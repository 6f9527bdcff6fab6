use quickfind::search::session::BATCH_SIZE;
use quickfind::{Config, LiveScanner, Result, ScanOptions, SearchEvent};
use std::collections::HashSet;
use std::fs;
use std::path::{Path, PathBuf};
use std::time::{Duration, UNIX_EPOCH};
use tempfile::TempDir;

fn touch(path: &Path, mtime: u64) -> Result<()> {
    if let Some(parent) = path.parent() {
        fs::create_dir_all(parent)?;
    }
    fs::write(path, b"x")?;
    fs::File::options()
        .write(true)
        .open(path)?
        .set_modified(UNIX_EPOCH + Duration::from_secs(mtime))?;
    Ok(())
}

/// Scan options that do not skip the temp directory
fn options(max_depth: usize) -> ScanOptions {
    ScanOptions {
        max_depth,
        show_hidden: false,
        excluded_prefixes: Vec::new(),
        batch_size: BATCH_SIZE,
    }
}

#[test]
fn test_overlapping_roots_report_each_file_once() -> Result<()> {
    let temp_dir = TempDir::new().unwrap();
    let root = temp_dir.path().join("root");
    touch(&root.join("sub/shared_match.txt"), 10)?;
    touch(&root.join("top_match.txt"), 20)?;
    touch(&root.join("other.txt"), 30)?;

    let scanner = LiveScanner::new(options(100));
    let results = scanner
        .scan("match", &[root.clone(), root.join("sub"), root.clone()])
        .collect();

    let paths: Vec<_> = results.iter().map(|r| r.path.clone()).collect();
    let unique: HashSet<_> = paths.iter().cloned().collect();
    assert_eq!(paths.len(), 2);
    assert_eq!(unique.len(), 2);
    assert!(unique.contains(&root.join("sub/shared_match.txt")));
    assert!(unique.contains(&root.join("top_match.txt")));
    Ok(())
}

#[test]
fn test_batches_are_bounded_and_newest_first() -> Result<()> {
    let temp_dir = TempDir::new().unwrap();
    let root = temp_dir.path().join("root");
    for i in 0..130u64 {
        touch(&root.join(format!("dir_{}/hit_{:03}.txt", i % 4, i)), 1_000 + i)?;
    }

    let scanner = LiveScanner::new(options(100));
    let batches = scanner.scan("hit .txt", &[root]).batches();

    let total: usize = batches.iter().map(Vec::len).sum();
    assert_eq!(total, 130);
    for batch in &batches {
        assert!(!batch.is_empty());
        assert!(batch.len() <= BATCH_SIZE);
        assert!(batch.windows(2).all(|w| w[0].mtime >= w[1].mtime));
    }
    let unique: HashSet<PathBuf> = batches.into_iter().flatten().map(|r| r.path).collect();
    assert_eq!(unique.len(), 130);
    Ok(())
}

#[test]
fn test_cancelled_scan_ends_with_finished() -> Result<()> {
    let temp_dir = TempDir::new().unwrap();
    let root = temp_dir.path().join("root");
    for i in 0..400u64 {
        touch(&root.join(format!("d{}/e{}/item_{}.dat", i % 10, i % 7, i)), i)?;
    }

    let scanner = LiveScanner::new(options(100));
    let handle = scanner.scan("item", &[root]);
    handle.cancel();

    let mut finished = false;
    while let Some(event) = handle.recv_timeout(Duration::from_secs(10)) {
        if event == SearchEvent::Finished {
            finished = true;
            break;
        }
    }
    assert!(finished, "cancelled scan never reported Finished");
    // Nothing follows the terminal signal
    assert_eq!(handle.recv_timeout(Duration::from_millis(200)), None);
    Ok(())
}

#[test]
fn test_cancel_after_first_batch() -> Result<()> {
    let temp_dir = TempDir::new().unwrap();
    let root = temp_dir.path().join("root");
    for i in 0..600u64 {
        touch(&root.join(format!("d{}/item_{}.dat", i % 12, i)), i)?;
    }

    let mut small_batches = options(100);
    small_batches.batch_size = 10;
    let scanner = LiveScanner::new(small_batches);
    let handle = scanner.scan("item", &[root]);

    let first = handle.recv_timeout(Duration::from_secs(10));
    assert!(matches!(first, Some(SearchEvent::Batch(ref batch)) if !batch.is_empty()));

    handle.cancel();
    let mut finished = false;
    while let Some(event) = handle.recv_timeout(Duration::from_secs(10)) {
        match event {
            SearchEvent::Batch(batch) => assert!(batch.len() <= 10),
            SearchEvent::Finished => {
                finished = true;
                break;
            }
        }
    }
    assert!(finished, "cancelled scan never reported Finished");
    assert_eq!(handle.recv_timeout(Duration::from_millis(200)), None);
    Ok(())
}

#[test]
fn test_relative_roots_report_absolute_paths() -> Result<()> {
    let scratch = TempDir::new_in(".").unwrap();
    let relative_root = scratch.path().join("root");
    assert!(relative_root.is_relative());
    touch(&relative_root.join("found.txt"), 1)?;

    let results = LiveScanner::new(options(100))
        .scan("found", &[relative_root])
        .collect();
    assert_eq!(results.len(), 1);
    assert!(results[0].path.is_absolute());
    Ok(())
}

#[test]
fn test_scan_respects_max_depth() -> Result<()> {
    let temp_dir = TempDir::new().unwrap();
    let root = temp_dir.path().join("root");
    touch(&root.join("one_target.txt"), 1)?;
    touch(&root.join("a/two_target.txt"), 1)?;
    touch(&root.join("a/b/three_target.txt"), 1)?;

    let scanner = LiveScanner::new(options(2));
    let names: HashSet<String> = scanner
        .scan("target", &[root])
        .collect()
        .into_iter()
        .map(|r| r.name)
        .collect();

    assert!(names.contains("one_target.txt"));
    assert!(names.contains("two_target.txt"));
    assert!(!names.contains("three_target.txt"));
    Ok(())
}

#[test]
fn test_scan_skips_hidden_ignored_and_excluded() -> Result<()> {
    let temp_dir = TempDir::new().unwrap();
    let root = temp_dir.path().join("root");
    let reserved = temp_dir.path().join("reserved");
    touch(&root.join("notes_found.md"), 1)?;
    touch(&root.join(".hidden_found.md"), 1)?;
    touch(&root.join(".config/nested_found.md"), 1)?;
    touch(&root.join("node_modules/pkg_found.md"), 1)?;
    touch(&reserved.join("reserved_found.md"), 1)?;

    let scanner = LiveScanner::new(options(100).with_excluded_prefixes(vec![reserved.clone()]));
    let names: Vec<String> = scanner
        .scan("found", &[root.clone(), reserved.clone()])
        .collect()
        .into_iter()
        .map(|r| r.name)
        .collect();
    assert_eq!(names, vec!["notes_found.md".to_string()]);

    let mut visible = options(100);
    visible.show_hidden = true;
    let names: HashSet<String> = LiveScanner::new(visible)
        .scan("found", &[root])
        .collect()
        .into_iter()
        .map(|r| r.name)
        .collect();
    assert!(names.contains(".hidden_found.md"));
    assert!(names.contains("nested_found.md"));
    assert!(!names.contains("pkg_found.md"));
    Ok(())
}

#[test]
fn test_scan_applies_exclusions() -> Result<()> {
    let temp_dir = TempDir::new().unwrap();
    let root = temp_dir.path().join("root");
    touch(&root.join("report.pdf"), 1)?;
    touch(&root.join("report_draft.pdf"), 2)?;
    touch(&root.join("report.docx"), 3)?;

    let scanner = LiveScanner::new(options(100));
    let names: Vec<String> = scanner
        .scan("report !draft !.docx", &[root])
        .collect()
        .into_iter()
        .map(|r| r.name)
        .collect();
    assert_eq!(names, vec!["report.pdf".to_string()]);
    Ok(())
}

#[test]
fn test_empty_query_and_missing_roots() -> Result<()> {
    let temp_dir = TempDir::new().unwrap();
    let scanner = LiveScanner::new(options(100));

    let handle = scanner.scan("  ", &[temp_dir.path().to_path_buf()]);
    assert_eq!(handle.recv_timeout(Duration::from_secs(5)), Some(SearchEvent::Finished));

    let results = scanner
        .scan("anything", &[temp_dir.path().join("does-not-exist")])
        .collect();
    assert!(results.is_empty());
    Ok(())
}

#[test]
fn test_new_scan_supersedes_previous() -> Result<()> {
    let temp_dir = TempDir::new().unwrap();
    let root = temp_dir.path().join("root");
    touch(&root.join("first.txt"), 1)?;
    touch(&root.join("second.txt"), 1)?;

    let scanner = LiveScanner::new(options(100));
    let first = scanner.scan("first", &[root.clone()]);
    let second = scanner.scan("second", &[root]);
    assert!(first.is_cancelled());

    first.batches();
    let results = second.collect();
    assert_eq!(results.len(), 1);
    assert_eq!(results[0].name, "second.txt");
    Ok(())
}

#[test]
fn test_options_from_config() -> Result<()> {
    let temp_dir = TempDir::new().unwrap();
    let config = Config::new(Some(temp_dir.path().join("qf")))?
        .with_show_hidden(true)
        .with_max_depth(7);
    let options = ScanOptions::from_config(&config);
    assert_eq!(options.max_depth, 7);
    assert!(options.show_hidden);
    assert_eq!(options.batch_size, BATCH_SIZE);
    assert!(options.excluded_prefixes.contains(&PathBuf::from("/tmp")));
    Ok(())
}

______________________________

Problem to solve: Reproduce each line of the entries above from the one containing "assert!(first.is_cancelled());" through the last, exactly, and no other line.

Answer space:
    assert!(first.is_cancelled());

    first.batches();
    let results = second.collect();
    assert_eq!(results.len(), 1);
    assert_eq!(results[0].name, "second.txt");
    Ok(())
}

#[test]
fn test_options_from_config() -> Result<()> {
    let temp_dir = TempDir::new().unwrap();
    let config = Config::new(Some(temp_dir.path().join("qf")))?
        .with_show_hidden(true)
        .with_max_depth(7);
    let options = ScanOptions::from_config(&config);
    assert_eq!(options.max_depth, 7);
    assert!(options.show_hidden);
    assert_eq!(options.batch_size, BATCH_SIZE);
    assert!(options.excluded_prefixes.contains(&PathBuf::from("/tmp")));
    Ok(())
}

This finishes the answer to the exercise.